• [REQUIREMENT]:
Scan the data beneath this task and copy each line that includes "info".

Items from a dataset:
|---|

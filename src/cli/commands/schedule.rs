use crate::cli::parser::ScheduleCmd;
use crate::cli::Context;
use crate::core::schedule::{BatchReport, ScheduleLogic};
use crate::db::queries::SlotFilter;
use crate::errors::{AppError, AppResult};
use crate::models::slot::{ScheduleSlot, SlotInput, weekday_name};
use crate::ui::messages::{info, item_warning, success};
use crate::utils::table::{Column, Table};
use chrono::Weekday;

pub fn handle(cmd: &ScheduleCmd, ctx: &Context) -> AppResult<()> {
    let mut pool = ctx.open()?;
    let actor = ctx.actor(&pool)?;

    match cmd {
        ScheduleCmd::Add {
            monitor,
            day,
            shift,
            site,
        } => {
            let input = SlotInput::new(*day, shift, site);
            let slot =
                ScheduleLogic::create_slot(&mut pool, &actor, monitor.unwrap_or(actor.id), &input)?;
            success(format!("Slot #{} created: {}", slot.id, slot.describe()));
        }

        ScheduleCmd::Bulk { monitor, slots } => {
            let inputs = parse_inputs(slots)?;
            let report =
                ScheduleLogic::bulk_create(&mut pool, &actor, monitor.unwrap_or(actor.id), &inputs)?;
            print_report(&report);
        }

        ScheduleCmd::Replace { monitor, slots } => {
            let inputs = parse_inputs(slots)?;
            let report = ScheduleLogic::bulk_replace(
                &mut pool,
                &actor,
                monitor.unwrap_or(actor.id),
                &inputs,
            )?;
            print_report(&report);
        }

        ScheduleCmd::Edit {
            id,
            monitor,
            day,
            shift,
            site,
        } => {
            let input = SlotInput::new(*day, shift, site);
            let slot = ScheduleLogic::update_slot(
                &mut pool,
                &actor,
                monitor.unwrap_or(actor.id),
                *id,
                &input,
            )?;
            success(format!("Slot #{} updated: {}", slot.id, slot.describe()));
        }

        ScheduleCmd::Del { id, monitor } => {
            ScheduleLogic::delete_slot(&mut pool, &actor, monitor.unwrap_or(actor.id), *id)?;
            success(format!("Slot #{} deleted", id));
        }

        ScheduleCmd::List { monitor } => {
            let slots = ScheduleLogic::list_slots(&pool, &actor, monitor.unwrap_or(actor.id))?;
            print_slots(slots.iter().map(|s| (s, None)));
        }

        ScheduleCmd::Fleet {
            filter,
            day,
            monitor,
        } => {
            let weekday = day
                .map(|d| {
                    u8::try_from(d)
                        .ok()
                        .and_then(|d| Weekday::try_from(d).ok())
                        .ok_or_else(|| {
                            AppError::InvalidInput(format!("invalid weekday {}, use 0..6", d))
                        })
                })
                .transpose()?;
            let base = filter.to_filter()?;
            let filter = SlotFilter {
                user_id: *monitor,
                weekday,
                ..base
            };

            let fleet = ScheduleLogic::list_fleet_slots(&pool, &actor, &filter)?;
            print_slots(
                fleet
                    .slots
                    .iter()
                    .map(|f| (&f.slot, Some(f.monitor_name.as_str()))),
            );
            info(format!(
                "{} slots across {} monitors",
                fleet.total_slots, fleet.total_monitors
            ));
        }
    }

    Ok(())
}

fn parse_inputs(raw: &[String]) -> AppResult<Vec<SlotInput>> {
    raw.iter()
        .map(|s| {
            SlotInput::parse_compact(s).ok_or_else(|| {
                AppError::InvalidInput(format!(
                    "invalid slot '{}', expected WEEKDAY:SHIFT:SITE (e.g. 0:M:SA)",
                    s
                ))
            })
        })
        .collect()
}

fn print_report(report: &BatchReport) {
    if let Some(n) = report.deleted {
        info(format!("{} previous slots removed", n));
    }
    success(format!(
        "{} of {} slots created",
        report.created.len(),
        report.requested
    ));
    for e in &report.errors {
        item_warning(e.item, &e.message);
    }
    if !report.created.is_empty() {
        print_slots(report.created.iter().map(|s| (s, None)));
    }
}

fn print_slots<'a>(rows: impl Iterator<Item = (&'a ScheduleSlot, Option<&'a str>)>) {
    let rows: Vec<_> = rows.collect();
    if rows.is_empty() {
        info("No slots found.");
        return;
    }

    let with_owner = rows.iter().any(|(_, owner)| owner.is_some());
    let mut columns = vec![Column::right("ID")];
    if with_owner {
        columns.push(Column::left("MONITOR"));
    }
    columns.extend([
        Column::left("DAY"),
        Column::left("SHIFT"),
        Column::left("SITE"),
    ]);

    let mut table = Table::new(columns);
    for (slot, owner) in rows {
        let mut row = vec![slot.id.to_string()];
        if with_owner {
            row.push(owner.unwrap_or("").to_string());
        }
        row.extend([
            format!("{} ({})", weekday_name(slot.weekday), slot.weekday_index()),
            slot.shift.label().to_string(),
            slot.site.label().to_string(),
        ]);
        table.add_row(row);
    }
    table.print();
}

|---|

• [SOLUTION TO THE PROBLEM]:
use crate::ui::messages::{info, item_warning, success};
            info(format!(
        info(format!("{} previous slots removed", n));
        info("No slots found.");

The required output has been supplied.